Une inquiétude inhabituelle est apparue il y a quelques jours lors des discussions entre les avocats de la défense lors du procès pour viol de Mazan. Le jour du verdict, les cinquante accusés présents – le cinquante et unième est en fuite – ne pourront pas être accompagnés de leurs proches devant le tribunal correctionnel du Vaucluse. Même en ajoutant des chaises, même en poussant les murs, la salle d’audience du palais de justice d’Avignon, bien que grande, restera trop petite pour accueillir les familles outre les avocats, les forces de l’ordre et la presse, dont trois représentants seulement pourront être présents. Les futurs condamnés probables, dont certains sont arrivés libres au tribunal, repartiront menottés vers les zones « arrivées » des maisons d’arrêt, sans avoir pu dire au revoir à ceux venus les soutenir.
Le procureur de la République a requis des peines allant de quatre à vingt ans de prison pour les 51 hommes jugés depuis septembre pour les viols de Gisèle Pelicot. 32 comparaissent libres, sous contrôle judiciaire. Des dizaines de mandats de dépôt (placement en détention) pourraient ainsi être délivrés simultanément. Une situation “rarissime”, « digne des procès de la mafia italienne», concède Ludovic Friat, de l’Union syndicale des magistrats (USM), premier syndicat apolitique de juges. “C’est à la fois une gestion normale, car les prévenus condamnés doivent être emmenés en prison, cela arrive tous les jours, et exceptionnelle, compte tenu de l’ampleur du procès.”
Un délai de dix jours pour faire appel
Interrogé par Libération Sur la façon dont elle prépare ce verdict, l’administration pénitentiaire (AP) donne peu de détails. Parmi les accusés, 18 ont été jugés alors qu’ils étaient en détention provisoire dans des maisons d’arrêt, établissements pénitentiaires destinés aux personnes en attente de jugement ou condamnées à des peines de moins de deux ans. A l’issue du verdict, les condamnés à la réclusion criminelle seront reconduits vers leur maison d’arrêt respective – nombre d’entre eux se trouvent à celle d’Avignon-Le Pontet – avec des agents de l’AP, comme depuis le début de l’audience.
Ils y resteront dix jours, soit toute la durée du délai d’appel, avant d’être dirigés, s’ils ne font pas appel et sont donc définitivement condamnés, vers un établissement pour y être sanctionnés par le tribunal.

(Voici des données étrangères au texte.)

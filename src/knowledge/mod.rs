//! Per-database knowledge store with full-text search.
//!
//! One SQLite file holds named knowledge entries (text plus an optional SQL
//! snippet) for every database the user works with. An external-content FTS5
//! index over name/description/sql is kept in sync by triggers and ranked
//! with BM25.

use std::path::{Path, PathBuf};
use std::str::FromStr;
use std::time::{Duration, SystemTime, UNIX_EPOCH};

use serde::{Deserialize, Serialize};
use sqlx::sqlite::{SqliteConnectOptions, SqlitePool, SqlitePoolOptions};
use sqlx::Row as SqlxRow;
use tracing::{debug, info};
use uuid::Uuid;

use crate::error::{Result, SaberError};

/// Default number of search results.
pub const DEFAULT_SEARCH_LIMIT: usize = 10;

const SCHEMA_SQL: &str = r#"
CREATE TABLE IF NOT EXISTS knowledge (
    id TEXT PRIMARY KEY,
    database_name TEXT NOT NULL,
    name TEXT NOT NULL,
    description TEXT NOT NULL,
    sql TEXT,
    source TEXT,
    created_at REAL NOT NULL,
    updated_at REAL NOT NULL
);

CREATE INDEX IF NOT EXISTS idx_knowledge_database_name
    ON knowledge(database_name);

CREATE INDEX IF NOT EXISTS idx_knowledge_database_updated
    ON knowledge(database_name, updated_at DESC);

CREATE VIRTUAL TABLE IF NOT EXISTS knowledge_fts
USING fts5(
    name,
    description,
    sql,
    content='knowledge',
    content_rowid='rowid'
);

CREATE TRIGGER IF NOT EXISTS knowledge_ai AFTER INSERT ON knowledge BEGIN
    INSERT INTO knowledge_fts(rowid, name, description, sql)
    VALUES (new.rowid, new.name, new.description, COALESCE(new.sql, ''));
END;

CREATE TRIGGER IF NOT EXISTS knowledge_ad AFTER DELETE ON knowledge BEGIN
    INSERT INTO knowledge_fts(knowledge_fts, rowid, name, description, sql)
    VALUES ('delete', old.rowid, old.name, old.description, COALESCE(old.sql, ''));
END;

CREATE TRIGGER IF NOT EXISTS knowledge_au AFTER UPDATE ON knowledge BEGIN
    INSERT INTO knowledge_fts(knowledge_fts, rowid, name, description, sql)
    VALUES ('delete', old.rowid, old.name, old.description, COALESCE(old.sql, ''));
    INSERT INTO knowledge_fts(rowid, name, description, sql)
    VALUES (new.rowid, new.name, new.description, COALESCE(new.sql, ''));
END;
"#;

/// A single knowledge entry for a database.
#[derive(Debug, Clone, PartialEq, Serialize, Deserialize)]
pub struct KnowledgeEntry {
    pub id: String,
    pub database_name: String,
    pub name: String,
    pub description: String,
    pub sql: Option<String>,
    pub source: Option<String>,
    /// Unix seconds.
    pub created_at: f64,
    /// Unix seconds.
    pub updated_at: f64,
}

impl KnowledgeEntry {
    /// Creates a new entry with a fresh id and current timestamps.
    ///
    /// `name` and `description` must be non-empty after trimming.
    pub fn new(
        database_name: impl Into<String>,
        name: impl Into<String>,
        description: impl Into<String>,
    ) -> Result<Self> {
        let name = name.into().trim().to_string();
        let description = description.into().trim().to_string();
        if name.is_empty() {
            return Err(SaberError::validation("Knowledge entry name cannot be empty"));
        }
        if description.is_empty() {
            return Err(SaberError::validation(
                "Knowledge entry description cannot be empty",
            ));
        }

        let now = unix_now();
        Ok(Self {
            id: Uuid::new_v4().to_string(),
            database_name: database_name.into(),
            name,
            description,
            sql: None,
            source: None,
            created_at: now,
            updated_at: now,
        })
    }

    pub fn with_sql(mut self, sql: impl Into<String>) -> Self {
        self.sql = Some(sql.into());
        self
    }

    pub fn with_source(mut self, source: impl Into<String>) -> Self {
        self.source = Some(source.into());
        self
    }

    /// Human-readable created timestamp (UTC).
    pub fn formatted_created_at(&self) -> String {
        format_unix(self.created_at)
    }

    /// Human-readable updated timestamp (UTC).
    pub fn formatted_updated_at(&self) -> String {
        format_unix(self.updated_at)
    }
}

fn unix_now() -> f64 {
    SystemTime::now()
        .duration_since(UNIX_EPOCH)
        .unwrap_or_default()
        .as_secs_f64()
}

fn format_unix(secs: f64) -> String {
    let format = time::macros::format_description!("[year]-[month]-[day] [hour]:[minute]:[second]");
    time::OffsetDateTime::from_unix_timestamp(secs as i64)
        .ok()
        .and_then(|dt| dt.format(&format).ok())
        .unwrap_or_default()
}

/// SQLite-backed knowledge store with FTS5 BM25 ranking.
pub struct KnowledgeStore {
    pool: SqlitePool,
    db_path: PathBuf,
}

impl KnowledgeStore {
    /// Opens the store at the default platform data path.
    pub async fn open_default() -> Result<Self> {
        let data_dir = dirs::data_dir()
            .ok_or_else(|| SaberError::storage("Could not determine data directory"))?;
        Self::open(data_dir.join("sqlsaber").join("knowledge.db")).await
    }

    /// Opens (creating if needed) the store at the given path.
    pub async fn open(path: impl Into<PathBuf>) -> Result<Self> {
        let path = path.into();

        if let Some(parent) = path.parent() {
            let parent_existed = parent.exists();
            std::fs::create_dir_all(parent).map_err(|e| {
                SaberError::storage(format!("Could not create knowledge directory: {e}"))
            })?;
            if !parent_existed {
                set_secure_permissions(parent, true);
            }
        }

        let conn_str = format!("sqlite:{}?mode=rwc", path.display());
        let options = SqliteConnectOptions::from_str(&conn_str)
            .map_err(|e| SaberError::storage(format!("Invalid knowledge db path: {e}")))?
            .journal_mode(sqlx::sqlite::SqliteJournalMode::Wal)
            .busy_timeout(Duration::from_secs(5))
            .create_if_missing(true);

        let pool = SqlitePoolOptions::new()
            .max_connections(1)
            .acquire_timeout(Duration::from_secs(10))
            .connect_with(options)
            .await
            .map_err(|e| SaberError::storage(format!("Failed to open knowledge db: {e}")))?;

        sqlx::raw_sql(SCHEMA_SQL)
            .execute(&pool)
            .await
            .map_err(|e| SaberError::storage(format!("Failed to initialize knowledge db: {e}")))?;

        maybe_rebuild_fts(&pool).await?;
        set_secure_permissions(&path, false);

        info!("Knowledge store opened at {}", path.display());
        Ok(Self { pool, db_path: path })
    }

    /// Path of the backing database file.
    pub fn path(&self) -> &Path {
        &self.db_path
    }

    /// Inserts a new entry.
    pub async fn add(&self, entry: &KnowledgeEntry) -> Result<()> {
        sqlx::query(
            "INSERT INTO knowledge (id, database_name, name, description, sql, source, \
             created_at, updated_at) VALUES (?, ?, ?, ?, ?, ?, ?, ?)",
        )
        .bind(&entry.id)
        .bind(&entry.database_name)
        .bind(&entry.name)
        .bind(&entry.description)
        .bind(&entry.sql)
        .bind(&entry.source)
        .bind(entry.created_at)
        .bind(entry.updated_at)
        .execute(&self.pool)
        .await
        .map_err(|e| SaberError::storage(format!("Failed to add knowledge entry: {e}")))?;
        Ok(())
    }

    /// Gets an entry by id for a database.
    pub async fn get(&self, database_name: &str, entry_id: &str) -> Result<Option<KnowledgeEntry>> {
        let row = sqlx::query(
            "SELECT id, database_name, name, description, sql, source, created_at, updated_at \
             FROM knowledge WHERE database_name = ? AND id = ?",
        )
        .bind(database_name)
        .bind(entry_id)
        .fetch_optional(&self.pool)
        .await
        .map_err(|e| SaberError::storage(format!("Failed to read knowledge entry: {e}")))?;

        Ok(row.map(|r| row_to_entry(&r)))
    }

    /// Updates an existing entry, refreshing `updated_at` from the value given.
    pub async fn update(&self, entry: &KnowledgeEntry) -> Result<bool> {
        let result = sqlx::query(
            "UPDATE knowledge SET name = ?, description = ?, sql = ?, source = ?, updated_at = ? \
             WHERE database_name = ? AND id = ?",
        )
        .bind(&entry.name)
        .bind(&entry.description)
        .bind(&entry.sql)
        .bind(&entry.source)
        .bind(entry.updated_at)
        .bind(&entry.database_name)
        .bind(&entry.id)
        .execute(&self.pool)
        .await
        .map_err(|e| SaberError::storage(format!("Failed to update knowledge entry: {e}")))?;

        Ok(result.rows_affected() > 0)
    }

    /// Deletes an entry; returns whether anything was removed.
    pub async fn remove(&self, database_name: &str, entry_id: &str) -> Result<bool> {
        let result = sqlx::query("DELETE FROM knowledge WHERE database_name = ? AND id = ?")
            .bind(database_name)
            .bind(entry_id)
            .execute(&self.pool)
            .await
            .map_err(|e| SaberError::storage(format!("Failed to remove knowledge entry: {e}")))?;
        Ok(result.rows_affected() > 0)
    }

    /// Deletes all entries for a database; returns the deleted count.
    pub async fn clear(&self, database_name: &str) -> Result<usize> {
        let result = sqlx::query("DELETE FROM knowledge WHERE database_name = ?")
            .bind(database_name)
            .execute(&self.pool)
            .await
            .map_err(|e| SaberError::storage(format!("Failed to clear knowledge: {e}")))?;
        Ok(result.rows_affected() as usize)
    }

    /// Lists all entries for a database, most recently updated first.
    pub async fn list_all(&self, database_name: &str) -> Result<Vec<KnowledgeEntry>> {
        let rows = sqlx::query(
            "SELECT id, database_name, name, description, sql, source, created_at, updated_at \
             FROM knowledge WHERE database_name = ? ORDER BY updated_at DESC",
        )
        .bind(database_name)
        .fetch_all(&self.pool)
        .await
        .map_err(|e| SaberError::storage(format!("Failed to list knowledge: {e}")))?;

        Ok(rows.iter().map(row_to_entry).collect())
    }

    /// Searches entries via FTS5 MATCH, ranked by BM25 then recency.
    ///
    /// Free-text tokens are joined with OR; explicit FTS operators pass
    /// through. On a malformed query the search falls back to quoted tokens;
    /// if that also fails the result is empty.
    pub async fn search(
        &self,
        database_name: &str,
        query: &str,
        limit: usize,
    ) -> Result<Vec<KnowledgeEntry>> {
        if query.trim().is_empty() {
            return Ok(Vec::new());
        }

        let final_query = prepare_fts_query(query);
        if final_query.is_empty() {
            return Ok(Vec::new());
        }

        let max_results = limit.max(1);
        let rows = self
            .run_fts_query(database_name, &final_query, max_results)
            .await;
        if !rows.is_empty() {
            return Ok(rows);
        }

        let fallback = quoted_token_query(query);
        if fallback.is_empty() || fallback == final_query {
            return Ok(Vec::new());
        }

        Ok(self
            .run_fts_query(database_name, &fallback, max_results)
            .await)
    }

    /// Runs one MATCH query; FTS syntax errors yield an empty result so the
    /// caller can retry with a sanitized query.
    async fn run_fts_query(
        &self,
        database_name: &str,
        query: &str,
        limit: usize,
    ) -> Vec<KnowledgeEntry> {
        let result = sqlx::query(
            "SELECT k.id, k.database_name, k.name, k.description, k.sql, k.source, \
                    k.created_at, k.updated_at \
             FROM knowledge_fts \
             JOIN knowledge AS k ON k.rowid = knowledge_fts.rowid \
             WHERE knowledge_fts MATCH ? \
               AND k.database_name = ? \
             ORDER BY bm25(knowledge_fts), k.updated_at DESC \
             LIMIT ?",
        )
        .bind(query)
        .bind(database_name)
        .bind(limit as i64)
        .fetch_all(&self.pool)
        .await;

        match result {
            Ok(rows) => rows.iter().map(row_to_entry).collect(),
            Err(e) => {
                debug!("FTS query '{query}' failed: {e}");
                Vec::new()
            }
        }
    }

    /// Closes the backing pool.
    pub async fn close(&self) {
        self.pool.close().await;
    }
}

fn row_to_entry(row: &sqlx::sqlite::SqliteRow) -> KnowledgeEntry {
    KnowledgeEntry {
        id: row.get("id"),
        database_name: row.get("database_name"),
        name: row.get("name"),
        description: row.get("description"),
        sql: row.get("sql"),
        source: row.get("source"),
        created_at: row.get("created_at"),
        updated_at: row.get("updated_at"),
    }
}

/// Rebuilds the FTS index for legacy databases where the base table has rows
/// but the index side was never populated.
async fn maybe_rebuild_fts(pool: &SqlitePool) -> Result<()> {
    let has_rows: i64 = sqlx::query_scalar("SELECT EXISTS(SELECT 1 FROM knowledge LIMIT 1)")
        .fetch_one(pool)
        .await
        .map_err(|e| SaberError::storage(format!("Failed to inspect knowledge table: {e}")))?;
    if has_rows == 0 {
        return Ok(());
    }

    let needs_rebuild = match sqlx::query_scalar::<_, i64>(
        "SELECT EXISTS(SELECT 1 FROM knowledge_fts_docsize LIMIT 1)",
    )
    .fetch_one(pool)
    .await
    {
        Ok(has_docs) => has_docs == 0,
        // Unexpected FTS schema shape: safest fallback is a one-time rebuild.
        Err(_) => true,
    };

    if needs_rebuild {
        info!("Rebuilding knowledge FTS index");
        sqlx::query("INSERT INTO knowledge_fts(knowledge_fts) VALUES ('rebuild')")
            .execute(pool)
            .await
            .map_err(|e| SaberError::storage(format!("Failed to rebuild FTS index: {e}")))?;
    }

    Ok(())
}

/// Converts free-text input into OR-mode FTS terms. Queries that already use
/// FTS operators pass through unchanged.
fn prepare_fts_query(raw_query: &str) -> String {
    let stripped = raw_query.trim();
    if stripped.is_empty() {
        return String::new();
    }

    let upper = stripped.to_uppercase();
    let has_operators = [" OR ", " AND ", " NOT ", " NEAR "]
        .iter()
        .any(|op| upper.contains(op))
        || stripped.contains('"')
        || stripped.contains('(')
        || stripped.contains(')');
    if has_operators {
        return stripped.to_string();
    }

    let tokens: Vec<&str> = stripped.split_whitespace().collect();
    match tokens.len() {
        0 => String::new(),
        1 => tokens[0].to_string(),
        _ => tokens.join(" OR "),
    }
}

/// Quotes every token for the malformed-query fallback.
fn quoted_token_query(raw_query: &str) -> String {
    let quoted: Vec<String> = raw_query
        .split_whitespace()
        .map(|token| token.replace('"', ""))
        .filter(|token| !token.is_empty())
        .map(|token| format!("\"{token}\""))
        .collect();
    quoted.join(" OR ")
}

/// Restricts a path to the owning user on POSIX; no-op elsewhere and on error.
fn set_secure_permissions(path: &Path, is_directory: bool) {
    #[cfg(unix)]
    {
        use std::os::unix::fs::PermissionsExt;
        let mode = if is_directory { 0o700 } else { 0o600 };
        if let Err(e) = std::fs::set_permissions(path, std::fs::Permissions::from_mode(mode)) {
            debug!("Could not set permissions on {}: {e}", path.display());
        }
    }
    #[cfg(not(unix))]
    {
        let _ = (path, is_directory);
    }
}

Une vingtaine d’agents de la direction interrégionale des services pénitentiaires (DISP) de Marseille, et plus marginalement ceux de Toulouse, ont été mobilisés ces derniers mois pour extraire de leurs cellules les prévenus incarcérés et les traduire en justice.
Pour les autres prévenus, qui étaient jusqu’ici sous contrôle judiciaire : en cas de peine de prison, “leurs transferts seront organisés par la juridiction en lien avec les forces de sécurité intérieure”complète le PA. Ils seront, quant à eux, accueillis par les sections « arrivants » des maisons d’arrêt relevant du ressort de la juridiction et y resteront une dizaine de jours durant lesquels ils pourront faire appel du verdict. A l’issue de ce délai, les personnes n’ayant pas fait appel peuvent également être orientées par le tribunal vers un établissement pénitentiaire adapté, selon les critères de répartition habituels.
Des prisons « structurellement encombrées »
Les établissements de détention peuvent être des centres de détention, axés sur la réinsertion sociale des détenus, ou des centres centraux, pour les condamnés considérés comme les plus dangereux, dont les peines sont très longues. Plusieurs critères entrent en jeu pour déterminer où les condamnés purgeront leur peine.
« Il faut alors respecter le principe du droit au maintien des liens familiaux. C’est-à-dire qu’il faut absolument veiller à ne pas envoyer les gens trop loin du lieu où ils ont leurs liens familiaux. »a expliqué Ludovic Friat de l’USM. “Dans les condamnations pénales, on essaie toujours dans un premier - de respecter un délai d’orientation du détenu en fonction de son profil, de sa personnalité, de la durée de la peine : le juge saura l’orienter vers le lieu de détention le plus adapté.” Un principe de réalité entre alors dans l’équation. « Les prisons françaises sont structurellement encombrées »rappelle le magistrat.
Interrogée sur un éventuel impact d’un afflux important de nouveaux détenus ce week-end, l’administration pénitentiaire ne répond pas, soulignant simplement « le contexte de surpopulation carcérale importante » au niveau national (128,5% au 1er novembre), et au niveau local (149,3% pour les établissements dépendant des services pénitentiaires de Marseille, 193% pour ceux dépendant de Toulouse).